NEW ORLEANS (AP) — South Louisiana residents squeegeed Tropical Storm Lee’s floodwaters from their floors as floodgates were opened and the Red Cross handed out flood cleanup kits Tuesday, following the storm’s passage. The state’s northwest needed the rain but got only winds that whipped up wildfires and put firefighting helicopter crews to work dousing the flames and other hot spots.
Red Eubanks of Gonzales used a floor squeegee at Red’s Restaurant and Bar in Maurepas. His parking lot was rescue central, headquarters for Livingston Parish sheriff’s deputies and their amphibious rescue boat as Lee hit the central Gulf Coast.
“I had the sheriff’s Water Buffalo and about six deputies congregated in the parking lot, high and dry. The only dry spot around here,” he said. Then, as the Amite River rose on Monday, water began creeping up into his parking lot about 9:30 p.m. His son and several friends put the refrigerator, freezers and salad display boxes on cinder blocks before water seeped into the restaurant.
“This makes the fifth time I’ve had water in this building in 31 1/2 years,” he said.
Eubanks said his kitchen and bar area stayed dry, but he got about 2 inches in the dining hall and 5 ½ to 6 inches in the back of the building.
Winds from the storm whipped up nine wildfires in Caddo Parish on Monday without providing any rain to help put them out. But all of the fires were under control Tuesday and two National Guard helicopters with huge water buckets were checking for hot spots, said State Agriculture and Forestry Commissioner Mike Strain.
Strain said north Louisiana is so dry that fires start and move quickly. At least 15 fires have started since Friday, consuming thousands of acres of land, killing livestock and destroying at least 10 homes, he added.
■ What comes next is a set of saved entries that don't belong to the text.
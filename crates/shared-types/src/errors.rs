//! # Error Types
//!
//! Defines error types used across crates.

use thiserror::Error;

/// Errors raised while encoding or decoding a signed operation.
#[derive(Debug, Clone, PartialEq, Eq, Error)]
pub enum EncodingError {
    /// The operation carries no signature at all.
    #[error("Operation has no signatures")]
    MissingSignature,

    /// Serialization to wire bytes failed.
    #[error("Serialization failed: {0}")]
    Serialization(String),

    /// Wire bytes could not be decoded.
    #[error("Deserialization failed: {0}")]
    Deserialization(String),
}
//! Error types for the Commit Coordinator
//!
//! Terminal failures of a session (signer rejection, broadcast rejection,
//! on-chain error, timeout) are not errors: they come back as an
//! [`Outcome`](shared_types::Outcome). `CommitError` covers what prevents a
//! session from producing an outcome at all.

use shared_types::{ActionSite, SessionState};
use thiserror::Error;

/// Commit Coordinator errors
#[derive(Debug, Error)]
pub enum CommitError {
    /// The action site already has a live session
    #[error("A submission for {site} is already in flight")]
    ConcurrentSubmissionRejected { site: ActionSite },

    /// A session step was attempted out of order
    #[error("Invalid session transition: cannot go from {from} to {to}")]
    InvalidTransition {
        from: SessionState,
        to: SessionState,
    },

    /// The subscription service refused to register a listener
    #[error("Subscription failed: {reason}")]
    Subscription { reason: String },

    /// Rejected configuration value
    #[error("Invalid configuration: {reason}")]
    Config { reason: String },
}

impl CommitError {
    /// Whether the caller may simply try again later.
    pub fn is_retryable(&self) -> bool {
        matches!(self, CommitError::ConcurrentSubmissionRejected { .. })
    }
}

/// Result type for commit operations
pub type CommitResult<T> = Result<T, CommitError>;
“Fires would get into the canopies, the tops of trees, and would run along the tops of trees. Fires jumped highways,” Strain said.
In Livingston Parish, where floods forced hundreds of families out of their homes over the weekend, the Red Cross was giving out cleanup kits at the volunteer fire station in Maurepas.
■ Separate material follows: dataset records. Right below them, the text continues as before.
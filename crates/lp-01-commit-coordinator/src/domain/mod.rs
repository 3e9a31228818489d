//! Domain layer: the session state machine and the three concurrency
//! primitives a session is built from.

pub mod deadline;
pub mod session;
pub mod slot;
pub mod watcher;

pub use deadline::{Deadline, TimeoutGovernor};
pub use session::CommitSession;
pub use slot::{SingleFlightSlot, SlotGuard};
pub use watcher::{ConfirmationWatcher, PendingConfirmation, WatchHandle};
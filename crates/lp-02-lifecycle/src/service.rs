//! Lifecycle service
//!
//! Thin wrapper binding the classifier to a [`TimeSource`].

use crate::domain::{
    classify, next_transition_at, CampaignRecord, LifecycleState, ParticipationRecord,
};
use crate::ports::inbound::LifecycleApi;
use crate::ports::outbound::TimeSource;
use shared_types::Timestamp;
use std::sync::Arc;
use tracing::trace;

/// Classifies campaigns against a time source.
pub struct LifecycleService<T: TimeSource> {
    time: Arc<T>,
}

impl<T: TimeSource> LifecycleService<T> {
    pub fn new(time: Arc<T>) -> Self {
        Self { time }
    }
}

impl<T: TimeSource> LifecycleApi for LifecycleService<T> {
    fn classify_at(
        &self,
        now: Timestamp,
        record: &CampaignRecord,
        participation: Option<&ParticipationRecord>,
    ) -> LifecycleState {
        let state = classify(now, record, participation);
        trace!(
            %now,
            state = state.as_str(),
            participant = participation.is_some(),
            "[lp-02] Classified campaign"
        );
        state
    }

    fn classify_now(
        &self,
        record: &CampaignRecord,
        participation: Option<&ParticipationRecord>,
    ) -> LifecycleState {
        self.classify_at(self.time.now(), record, participation)
    }

    fn next_transition(&self, record: &CampaignRecord) -> Option<Timestamp> {
        next_transition_at(self.time.now(), record)
    }
}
Mike Hood, a fire district board member, said about 125 people picked up 180 to 200 cleanup kits — those with trucks big enough to get through the water took kits for housebound neighbors. He said his own house stayed dry but Tuesday was the first day since Saturday that he’d been able to get out.
The Amite has crested but is falling so slowly that it’s not expected to drop below flood stage at Maurepas and French Settlement until Thursday afternoon or night, National Weather Service meteorologist Gavin Phillips said.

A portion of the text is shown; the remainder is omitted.